Nottingham University Business School (NUBS) is the business school of the University of Nottingham, United Kingdom situated on the university's Jubilee Campus, close to Nottingham city centre.

The school has three campuses in the UK, China and Malaysia. It is among a group of international business schools that hold triple accreditation from the leading accrediting organisations: AACSB, AMBA and EQUIS.

==History==

=== List of deans ===
- Leigh Drake (2007–2010)
- Martin Binks (2010–2015)
- Alistair Bruce (2015–2017)
- James Devlin (2017–2019)
- Duncan Angwin (2019–2023)
- David Park (2023–present)

==Organisation==
===Academic departments===

Research and teaching on the business school's UK campus is organised into six academic departments:

- Entrepreneurship, sustainability and innovation
- Finance, accounting and banking
- Industrial economics
- Marketing, tourism and analytics
- Operations management and information systems
- Work, organisation and management

The China campus has three academic departments:
- Entrepreneurship, marketing and management systems
- Finance, accounting and economics
- International business and management

The Malaysia campus is not organised into departments but instead into research clusters.

===Research centres and institutes===
The UK campus is home to eight research centres:

- Centre for health innovation, leadership and learning
- Centre for private equity and MBO research
- Centre for research in the behavioural sciences
- Centre for society, nature and organisations
- Haydn Green institute for innovation and entrepreneurship
- Global centre for banking and financial innovation
- N/LAB
- Sustainable travel and tourism advanced research centre

There are also six research centres on the China campus:
- Centre for inclusive finance
- Ningbo centre for new structural economics
- Nottingham China health institute
- UNNC–NFTZ blockchain laboratory
- Zhejiang provincial branding academy
- AHRC centre

The four research clusters on the Malaysia campus are:
- Accounting, finance and law
- Business analytics and economics
- Marketing, entrepreneurship, innovation and international business
- Organisations, leadership, strategy and sustainability

==Academic profile==
=== Degree programmes===
Nottingham University Business School offers undergraduate, master's and PhD degrees at all of its campuses.
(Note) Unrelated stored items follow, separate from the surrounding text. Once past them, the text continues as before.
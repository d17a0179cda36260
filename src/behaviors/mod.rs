use async_trait::async_trait;
use serde_json::Value;
use std::collections::HashMap;
use std::fmt::Debug;
use std::sync::Arc;

use crate::error::{RegistryError, TaskError};
use crate::runtime::context::TaskContext;
use crate::runtime::definition::{DEFAULT_TASK_TYPE, Definition, Task};
use crate::runtime::instance::Instance;
use crate::runtime::state::TaskEntry;

pub mod basic;
pub mod flow;
pub mod iterator;

pub use basic::BasicBehavior;
pub use flow::SimpleFlowBehavior;
pub use iterator::IteratorBehavior;

pub const SIMPLE_MODEL: &str = "simple";

#[derive(Debug, Clone, Copy, PartialEq, Eq)]
pub enum EnterResult {
    /// Some incoming link is still unresolved; stay Entered.
    NotReady,
    /// Ready to evaluate.
    Eval,
    /// Every incoming link resolved and none is True.
    Skip,
}

/// Outcome of a successful `eval`/`post_eval`. Failure is the `Err` side.
#[derive(Debug, Clone, Copy, PartialEq, Eq)]
pub enum EvalStatus {
    Done,
    /// Evaluate again (iteration, retry).
    Repeat,
    /// Finishes out of band; `post_eval` follows.
    Wait,
}

/// Result of `done`/`skip`: successors to enqueue, or a request to let the
/// parent scope decide whether it is finished.
#[derive(Debug, Clone, Default, PartialEq)]
pub struct Completion {
    pub notify_parent: bool,
    pub entries: Vec<TaskEntry>,
}

impl Completion {
    pub fn notify_parent() -> Self {
        Self {
            notify_parent: true,
            entries: Vec::new(),
        }
    }

    pub fn enqueue(entries: Vec<TaskEntry>) -> Self {
        Self {
            notify_parent: false,
            entries,
        }
    }
}

#[derive(Debug, Clone, PartialEq)]
pub enum ErrorOutcome {
    /// Recovered through an error link; continue with these entries.
    Handled(Vec<TaskEntry>),
    Unhandled,
}

/// Per-task-type state machine driven by the execution loop.
#[async_trait]
pub trait TaskBehavior: Send + Sync + Debug {
    fn enter(&self, ctx: &mut TaskContext<'_>) -> EnterResult;

    /// Only called when the task is Ready. On `Err` the task is Failed and
    /// the error goes to `error`.
    async fn eval(&self, ctx: &mut TaskContext<'_>) -> Result<EvalStatus, TaskError>;

    /// Called once a Waiting task's work signals completion.
    async fn post_eval(&self, ctx: &mut TaskContext<'_>, data: Value) -> Result<EvalStatus, TaskError>;

    fn done(&self, ctx: &mut TaskContext<'_>) -> Completion;

    fn skip(&self, ctx: &mut TaskContext<'_>) -> Completion;

    fn error(&self, ctx: &mut TaskContext<'_>, err: &TaskError) -> ErrorOutcome;
}

/// Flow-level behavior: where execution starts and when it is finished.
pub trait FlowBehavior: Send + Sync + Debug {
    fn start(&self, definition: &Definition) -> Vec<TaskEntry>;

    /// Entries needed to continue a previously suspended instance.
    fn resume(&self, definition: &Definition, instance: &Instance) -> Vec<TaskEntry>;

    fn start_error_handler(&self, definition: &Definition) -> Vec<TaskEntry>;

    /// Whether every task of `scope` that was reached is finished.
    fn tasks_done(&self, definition: &Definition, instance: &Instance, scope: &Task) -> bool;
}

/// A named execution model: one flow behavior plus task behaviors keyed by
/// task type tag.
#[derive(Debug)]
pub struct Model {
    name: String,
    flow_behavior: Arc<dyn FlowBehavior>,
    task_behaviors: HashMap<String, Arc<dyn TaskBehavior>>,
}

impl Model {
    pub fn new(name: &str, flow_behavior: Arc<dyn FlowBehavior>) -> Self {
        Self {
            name: name.to_string(),
            flow_behavior,
            task_behaviors: HashMap::new(),
        }
    }

    /// The "simple" model: basic and iterator task behaviors.
    pub fn simple() -> Self {
        let basic = Arc::new(BasicBehavior);
        let mut model = Self::new(SIMPLE_MODEL, Arc::new(SimpleFlowBehavior));
        model.task_behaviors.insert(DEFAULT_TASK_TYPE.to_string(), basic.clone());
        model
            .task_behaviors
            .insert(iterator::ITERATOR_TYPE.to_string(), Arc::new(IteratorBehavior::new(basic)));
        model
    }

    pub fn name(&self) -> &str {
        &self.name
    }

    pub fn register_task_behavior(&mut self, type_tag: &str, behavior: Arc<dyn TaskBehavior>) -> Result<(), RegistryError> {
        if self.task_behaviors.contains_key(type_tag) {
            return Err(RegistryError::DuplicateTaskBehavior {
                model: self.name.clone(),
                type_tag: type_tag.to_string(),
            });
        }
        self.task_behaviors.insert(type_tag.to_string(), behavior);
        Ok(())
    }

    pub fn flow_behavior(&self) -> &Arc<dyn FlowBehavior> {
        &self.flow_behavior
    }

    pub fn task_behavior(&self, type_tag: &str) -> Option<&Arc<dyn TaskBehavior>> {
        self.task_behaviors.get(type_tag)
    }
}

/// Catalogue of models, built once at startup and shared by reference.
#[derive(Debug, Default)]
pub struct BehaviorRegistry {
    models: HashMap<String, Arc<Model>>,
}

impl BehaviorRegistry {
    pub fn new() -> Self {
        Self::default()
    }

    /// Registry holding the "simple" model.
    pub fn with_defaults() -> Self {
        let mut registry = Self::new();
        registry.models.insert(SIMPLE_MODEL.to_string(), Arc::new(Model::simple()));
        registry
    }

    pub fn register(&mut self, model: Model) -> Result<(), RegistryError> {
        if self.models.contains_key(model.name()) {
            return Err(RegistryError::DuplicateModel(model.name().to_string()));
        }
        self.models.insert(model.name().to_string(), Arc::new(model));
        Ok(())
    }

    pub fn get(&self, name: &str) -> Option<Arc<Model>> {
        self.models.get(name).cloned()
    }
}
The UK campus also offers full-time MBAs, executive MBAs and executive education programmes, while the China campus offers part-time MBAs and the Malaysia campus offers executive MBAs.
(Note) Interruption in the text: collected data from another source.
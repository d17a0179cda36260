pub mod core;
pub mod loader;

pub use self::core::Compiler;
pub use self::loader::{load_definition, parse_definition};
#[tokio::test]
async fn test_input_defaults_and_coercion() {
    let engine = Engine::with_defaults(EngineConfig::default());
    let rep = DefinitionBuilder::new("defaults")
        .input("count", AttrType::Integer)
        .input_default("label", AttrType::String, "none")
        .output("count", AttrType::Integer)
        .output("label", AttrType::String)
        .noop("A")
            .build()
        .build();
    engine.register_definition("flow://defaults", &rep).unwrap();

    let (handler, results) = result_channel();
    engine
        .start("flow://defaults", inputs(&[("count", json!("7"))]), handler)
        .unwrap();
    let finished = results.finish().await;

    let attrs = finished.results[0].as_ref().unwrap();
    assert_eq!(attrs.get("count"), Some(&json!(7)));
    assert_eq!(attrs.get("label"), Some(&json!("none")));
}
===Reputation and rankings===

Nottingham University Business School's MBA programme was ranked joint 50th in Europe and 141–150 globally by QS World University Rankings in 2025. It did not feature in the Financial Times global or European MBA rankings for 2025.

The Corporate Knights 2025 Better World MBA ranking rated Nottingham University Business School 16th globally for sustainability research and education.